Robert told me she looked like she was sick last night . . .. said her hind end looked bad. Told me too late to do anything.

I feel rotten. She's an old cat, so it's not unexpected, but still, I am so afraid she is in pain somewhere, or died in pain. This sort of stuff haunts me.

Gag. I miss her.

Wednesday, October 15, 2008

Hang With Me Here - - -

So, let's get this straight: 'O' tells the plumber that he doesn't want to punish the plumier for succeeding, but rather to "spread the wealth around to those who were under him and helped him get to where he is" ! That's sounds like redistributing the wealth to me.

Isn't that socialism?

If 'O' gets elected, wouldn't it be the smart thing to quit my job, have Robert flipping burgers at Dairy queen and sit back waiting to have 'O''s wealth (And Bill Gates, and Barney Franks, and Ted Kennedy's . . . the list of millionaires/billionaires that live in the US is huge) re-distributed to me? And I'd better keep my house. And my cars, and every single thing I have now because as a human, I am entitled to all of them.

Doesn't that discourage success?

And to respond to Dana, no, I do not have the option to leave the country. That takes money. And I'm going to have much less of it after November 4th. The billionaires, however don't have that problem. What happens to 'O''s ideas then? Lot less wealth to "re-distribute."

Monday, October 13, 2008

So I Step in . . .

There's so many funny things out there about the election . . but I am finding it too hard to laugh.

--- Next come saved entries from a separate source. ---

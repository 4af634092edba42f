use crate::task::{
  Status,
  Task
};

/// Per-status counts for the tasks of a visible period.
#[derive(
  Debug, Clone, Default, PartialEq, Eq,
)]
pub struct CalendarStats {
  pub total:       usize,
  pub pending:     usize,
  pub in_progress: usize,
  pub completed:   usize,
  pub failed:      usize
}

impl CalendarStats {
  pub fn summarize(
    tasks: &[Task]
  ) -> Self {
    let mut stats = Self::default();
    for task in tasks {
      stats.push(task.status);
    }
    stats
  }

  pub fn push(&mut self, status: Status) {
    self.total =
      self.total.saturating_add(1);
    let slot = match status {
      | Status::Pending => {
        &mut self.pending
      }
      | Status::InProgress => {
        &mut self.in_progress
      }
      | Status::Completed => {
        &mut self.completed
      }
      | Status::Failed => &mut self.failed
    };
    *slot = slot.saturating_add(1);
  }

  /// Share of the period already completed, 0.0 when empty.
  pub fn completion_ratio(&self) -> f64 {
    if self.total == 0 {
      return 0.0;
    }
    self.completed as f64
      / self.total as f64
  }
}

Do I really have to pay for stuff that goes against my moral stance? Like abortion? And paying dead beats to remain deadbeats? Redistributing wealth? This is so wrong. If obama gets in (and it looks like he probably will), we will be rolling downhill towards socialism. HOW can we, as Americans, allow that? Are we too lazy to stop a liberal wacko from getting in the white house? Do people not look in to what this man stands for? What he's done?

And a side note, the only thing I really like about McCain is Palin.

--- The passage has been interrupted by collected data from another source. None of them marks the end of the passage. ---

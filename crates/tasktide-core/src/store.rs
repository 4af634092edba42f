//! Calendar session state and its transition function.
//!
//! [`CalendarState::apply`] is pure: it takes a state and an action and
//! returns the next state, or an error with the input state untouched.
//! [`CalendarStore`] owns one state plus a clock and is what UI bindings
//! talk to.

use std::collections::BTreeSet;
use std::sync::Arc;

use chrono::{DateTime, NaiveDate, Utc};
use tracing::{debug, instrument, warn};

use crate::calendar::filter::apply as apply_filters;
use crate::calendar::range::title_for_view;
use crate::calendar::{
    CalendarFilterSet, CalendarStats, DateRange, DayCell, Direction, FilterUpdate, ReschedulePlan,
    TaskDateIndex, TimeSlot, ViewMode, bin, compute_range, plan_reschedule, sorted_for_display,
    step, tasks_in_range, validate_drop,
};
use crate::clock::{Clock, SystemClock};
use crate::config::CalendarSettings;
use crate::error::{CalendarError, CalendarResult};
use crate::task::{Task, TaskId};

#[derive(Debug, Clone, PartialEq)]
pub enum CalendarAction {
    SetView(ViewMode),
    SetAnchorDate(NaiveDate),
    Navigate(Direction),
    /// Carries the date so the transition never reads a clock.
    GoToToday(NaiveDate),
    SelectDate(NaiveDate),
    SetTasks(Vec<Task>),
    AddTask(Task),
    UpdateTask(Task),
    RemoveTask(TaskId),
    SetFilters(CalendarFilterSet),
    UpdateFilter(FilterUpdate),
    ClearFilters,
    SetDraggedTask(Option<TaskId>),
    SelectTask(TaskId),
    DeselectTask(TaskId),
    ClearSelection,
}

impl CalendarAction {
    pub fn name(&self) -> &'static str {
        match self {
            Self::SetView(_) => "set_view",
            Self::SetAnchorDate(_) => "set_anchor_date",
            Self::Navigate(_) => "navigate",
            Self::GoToToday(_) => "go_to_today",
            Self::SelectDate(_) => "select_date",
            Self::SetTasks(_) => "set_tasks",
            Self::AddTask(_) => "add_task",
            Self::UpdateTask(_) => "update_task",
            Self::RemoveTask(_) => "remove_task",
            Self::SetFilters(_) => "set_filters",
            Self::UpdateFilter(_) => "update_filter",
            Self::ClearFilters => "clear_filters",
            Self::SetDraggedTask(_) => "set_dragged_task",
            Self::SelectTask(_) => "select_task",
            Self::DeselectTask(_) => "deselect_task",
            Self::ClearSelection => "clear_selection",
        }
    }
}

/// Everything the calendar screen shows. Derived fields (`date_range`,
/// `task_date_index`) are private and only recomputed from their inputs.
#[derive(Debug, Clone, PartialEq)]
pub struct CalendarState {
    current_view: ViewMode,
    anchor_date: NaiveDate,
    selected_date: NaiveDate,
    date_range: DateRange,
    tasks: Vec<Task>,
    task_date_index: TaskDateIndex,
    filters: CalendarFilterSet,
    dragged_task_id: Option<TaskId>,
    selected_task_ids: BTreeSet<TaskId>,
    settings: CalendarSettings,
}

impl CalendarState {
    pub fn new(
        today: NaiveDate,
        view: ViewMode,
        settings: CalendarSettings,
    ) -> CalendarResult<Self> {
        let date_range = compute_range(
            today,
            view,
            settings.week_start,
            settings.agenda_lookahead_days,
        )?;
        Ok(Self {
            current_view: view,
            anchor_date: today,
            selected_date: today,
            date_range,
            tasks: vec![],
            task_date_index: TaskDateIndex::default(),
            filters: CalendarFilterSet::default(),
            dragged_task_id: None,
            selected_task_ids: BTreeSet::new(),
            settings,
        })
    }

    pub fn current_view(&self) -> ViewMode {
        self.current_view
    }

    pub fn anchor_date(&self) -> NaiveDate {
        self.anchor_date
    }

    pub fn selected_date(&self) -> NaiveDate {
        self.selected_date
    }

    pub fn date_range(&self) -> &DateRange {
        &self.date_range
    }

    pub fn tasks(&self) -> &[Task] {
        &self.tasks
    }

    pub fn task_date_index(&self) -> &TaskDateIndex {
        &self.task_date_index
    }

    pub fn filters(&self) -> &CalendarFilterSet {
        &self.filters
    }

    pub fn dragged_task_id(&self) -> Option<&TaskId> {
        self.dragged_task_id.as_ref()
    }

    pub fn selected_task_ids(&self) -> &BTreeSet<TaskId> {
        &self.selected_task_ids
    }

    pub fn settings(&self) -> &CalendarSettings {
        &self.settings
    }

    pub fn task(&self, id: &TaskId) -> Option<&Task> {
        self.tasks.iter().find(|task| &task.id == id)
    }

    /// Next state after `action`. On error `self` is unchanged.
    pub fn apply(&self, action: CalendarAction) -> CalendarResult<Self> {
        let mut next = self.clone();
        match action {
            CalendarAction::SetView(view) => {
                next.current_view = view;
                next.recompute_range()?;
            }
            CalendarAction::SetAnchorDate(date) => {
                next.anchor_date = date;
                next.recompute_range()?;
            }
            CalendarAction::Navigate(direction) => {
                next.anchor_date = step(
                    self.anchor_date,
                    self.current_view,
                    direction,
                    self.settings.agenda_lookahead_days,
                )?;
                next.recompute_range()?;
            }
            CalendarAction::GoToToday(today) => {
                next.anchor_date = today;
                next.selected_date = today;
                next.recompute_range()?;
            }
            CalendarAction::SelectDate(date) => {
                next.selected_date = date;
            }
            CalendarAction::SetTasks(tasks) => {
                ensure_unique_ids(&tasks)?;
                next.replace_tasks(tasks);
            }
            CalendarAction::AddTask(task) => {
                if self.task(&task.id).is_some() {
                    return Err(CalendarError::DuplicateTask(task.id));
                }
                let mut tasks = self.tasks.clone();
                tasks.push(task);
                next.replace_tasks(tasks);
            }
            CalendarAction::UpdateTask(task) => {
                let idx = self.position(&task.id)?;
                let mut tasks = self.tasks.clone();
                tasks[idx] = task;
                next.replace_tasks(tasks);
            }
            CalendarAction::RemoveTask(id) => {
                let idx = self.position(&id)?;
                let mut tasks = self.tasks.clone();
                tasks.remove(idx);
                next.replace_tasks(tasks);
            }
            CalendarAction::SetFilters(filters) => {
                next.filters = filters;
            }
            CalendarAction::UpdateFilter(update) => {
                next.filters.update(update);
            }
            CalendarAction::ClearFilters => {
                next.filters.clear();
            }
            CalendarAction::SetDraggedTask(id) => {
                if let Some(id) = id.as_ref()
                    && self.task(id).is_none()
                {
                    return Err(CalendarError::StaleDrop(id.clone()));
                }
                next.dragged_task_id = id;
            }
            CalendarAction::SelectTask(id) => {
                self.position(&id)?;
                next.selected_task_ids.insert(id);
            }
            CalendarAction::DeselectTask(id) => {
                next.selected_task_ids.remove(&id);
            }
            CalendarAction::ClearSelection => {
                next.selected_task_ids.clear();
            }
        }
        Ok(next)
    }

    fn position(&self, id: &TaskId) -> CalendarResult<usize> {
        self.tasks
            .iter()
            .position(|task| &task.id == id)
            .ok_or_else(|| CalendarError::TaskNotFound(id.clone()))
    }

    fn recompute_range(&mut self) -> CalendarResult<()> {
        self.date_range = compute_range(
            self.anchor_date,
            self.current_view,
            self.settings.week_start,
            self.settings.agenda_lookahead_days,
        )?;
        Ok(())
    }

    /// Swaps in a new collection and rebuilds everything derived from it.
    fn replace_tasks(&mut self, tasks: Vec<Task>) {
        self.task_date_index = bin(&tasks, self.settings.timezone);
        self.selected_task_ids
            .retain(|id| tasks.iter().any(|task| &task.id == id));
        if let Some(dragged) = self.dragged_task_id.as_ref()
            && !tasks.iter().any(|task| &task.id == dragged)
        {
            self.dragged_task_id = None;
        }
        self.tasks = tasks;
    }
}

fn ensure_unique_ids(tasks: &[Task]) -> CalendarResult<()> {
    let mut seen = BTreeSet::new();
    for task in tasks {
        if !seen.insert(&task.id) {
            return Err(CalendarError::DuplicateTask(task.id.clone()));
        }
    }
    Ok(())
}

/// Owns a [`CalendarState`] and the clock used for "today".
pub struct CalendarStore {
    state: CalendarState,
    clock: Arc<dyn Clock>,
}

impl std::fmt::Debug for CalendarStore {
    fn fmt(&self, f: &mut std::fmt::Formatter<'_>) -> std::fmt::Result {
        f.debug_struct("CalendarStore")
            .field("state", &self.state)
            .finish_non_exhaustive()
    }
}

impl CalendarStore {
    pub fn new(
        settings: CalendarSettings,
        view: ViewMode,
        clock: Arc<dyn Clock>,
    ) -> CalendarResult<Self> {
        let today = clock.today(settings.timezone);
        let state = CalendarState::new(today, view, settings)?;
        debug!(%today, view = %view, "calendar store created");
        Ok(Self { state, clock })
    }

    pub fn with_system_clock(settings: CalendarSettings, view: ViewMode) -> CalendarResult<Self> {
        Self::new(settings, view, Arc::new(SystemClock))
    }

    pub fn state(&self) -> &CalendarState {
        &self.state
    }

    pub fn today(&self) -> NaiveDate {
        self.clock.today(self.state.settings.timezone)
    }

    /// Current instant from the injected clock. Renderers use this for
    /// overdue checks.
    pub fn now(&self) -> DateTime<Utc> {
        self.clock.now()
    }

    #[instrument(skip(self, action), fields(action = action.name()))]
    pub fn dispatch(&mut self, action: CalendarAction) -> CalendarResult<()> {
        match self.state.apply(action) {
            Ok(next) => {
                self.state = next;
                Ok(())
            }
            Err(err) => {
                warn!(error = %err, "calendar action rejected");
                Err(err)
            }
        }
    }

    pub fn set_view(&mut self, view: ViewMode) -> CalendarResult<()> {
        self.dispatch(CalendarAction::SetView(view))
    }

    /// Parses a view key from the UI; unknown keys are rejected.
    pub fn set_view_key(&mut self, key: &str) -> CalendarResult<()> {
        self.set_view(ViewMode::from_key(key)?)
    }

    pub fn set_anchor_date(&mut self, date: NaiveDate) -> CalendarResult<()> {
        self.dispatch(CalendarAction::SetAnchorDate(date))
    }

    pub fn navigate(&mut self, direction: Direction) -> CalendarResult<()> {
        self.dispatch(CalendarAction::Navigate(direction))
    }

    pub fn go_to_today(&mut self) -> CalendarResult<()> {
        let today = self.today();
        self.dispatch(CalendarAction::GoToToday(today))
    }

    pub fn select_date(&mut self, date: NaiveDate) -> CalendarResult<()> {
        self.dispatch(CalendarAction::SelectDate(date))
    }

    pub fn set_tasks(&mut self, tasks: Vec<Task>) -> CalendarResult<()> {
        self.dispatch(CalendarAction::SetTasks(tasks))
    }

    pub fn add_task(&mut self, task: Task) -> CalendarResult<()> {
        self.dispatch(CalendarAction::AddTask(task))
    }

    pub fn update_task(&mut self, task: Task) -> CalendarResult<()> {
        self.dispatch(CalendarAction::UpdateTask(task))
    }

    pub fn remove_task(&mut self, id: &TaskId) -> CalendarResult<()> {
        self.dispatch(CalendarAction::RemoveTask(id.clone()))
    }

    pub fn set_filters(&mut self, filters: CalendarFilterSet) -> CalendarResult<()> {
        self.dispatch(CalendarAction::SetFilters(filters))
    }

    pub fn update_filter(&mut self, update: FilterUpdate) -> CalendarResult<()> {
        self.dispatch(CalendarAction::UpdateFilter(update))
    }

    pub fn clear_filters(&mut self) -> CalendarResult<()> {
        self.dispatch(CalendarAction::ClearFilters)
    }

    pub fn set_dragged_task(&mut self, id: Option<TaskId>) -> CalendarResult<()> {
        self.dispatch(CalendarAction::SetDraggedTask(id))
    }

    pub fn select_task(&mut self, id: &TaskId) -> CalendarResult<()> {
        self.dispatch(CalendarAction::SelectTask(id.clone()))
    }

    pub fn deselect_task(&mut self, id: &TaskId) -> CalendarResult<()> {
        self.dispatch(CalendarAction::DeselectTask(id.clone()))
    }

    pub fn clear_selection(&mut self) -> CalendarResult<()> {
        self.dispatch(CalendarAction::ClearSelection)
    }

    /// Clears the drag without rescheduling anything.
    pub fn end_drag(&mut self) {
        self.state.dragged_task_id = None;
    }

    /// Turns the current drag into a reschedule plan. The drag is cleared
    /// whatever the outcome; the store's tasks are not touched until the
    /// backend confirms through [`CalendarStore::update_task`].
    #[instrument(skip(self))]
    pub fn drop_dragged(
        &mut self,
        target: Option<NaiveDate>,
        slot: Option<TimeSlot>,
    ) -> CalendarResult<ReschedulePlan> {
        let dragged = self.state.dragged_task_id.take();
        let task = match dragged.as_ref() {
            Some(id) => Some(
                self.state
                    .task(id)
                    .ok_or_else(|| CalendarError::StaleDrop(id.clone()))?,
            ),
            None => None,
        };
        validate_drop(task, target)?;
        match (task, target) {
            (Some(task), Some(target)) => {
                plan_reschedule(task, target, slot, self.state.settings.timezone)
            }
            (None, _) => Err(CalendarError::NothingDragged),
            (_, None) => Err(CalendarError::MissingDropTarget),
        }
    }

    /// Tasks in the visible range that pass the active filters.
    pub fn visible_tasks(&self) -> Vec<Task> {
        let in_range = tasks_in_range(
            &self.state.tasks,
            &self.state.date_range,
            self.state.settings.timezone,
        );
        apply_filters(&in_range, &self.state.filters)
    }

    /// Filtered, display-sorted tasks due on `date`.
    pub fn tasks_on(&self, date: NaiveDate) -> Vec<Task> {
        let bucket = self.state.task_date_index.get(date);
        sorted_for_display(&apply_filters(bucket, &self.state.filters))
    }

    /// One truncated cell per day of the visible range.
    pub fn day_cells(&self) -> Vec<(NaiveDate, DayCell)> {
        let limit = self.state.settings.day_cell_limit;
        self.state
            .date_range
            .days()
            .map(|day| (day, DayCell::truncate(&self.tasks_on(day), limit)))
            .collect()
    }

    pub fn stats(&self) -> CalendarStats {
        CalendarStats::summarize(&self.visible_tasks())
    }

    pub fn title(&self) -> CalendarResult<String> {
        title_for_view(
            self.state.anchor_date,
            self.state.current_view,
            self.state.settings.week_start,
            self.state.settings.agenda_lookahead_days,
        )
    }
}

If I only had the option to leave the country.

Thursday, October 09, 2008

Life is Pain, Princess.

Pain makes me grumpy.

I was getting on the Tesster 3 weeks ago. I was up on the second step (Lazy, I know. If I had mounted correctly, I wouldn't be in this situation).

Any . .. I put my left foot in the stirrup to swing my right leg over and she jumped to her right. I couldn't take my foot out. I heard and felt this loud 'POP!" And thought I was going to die.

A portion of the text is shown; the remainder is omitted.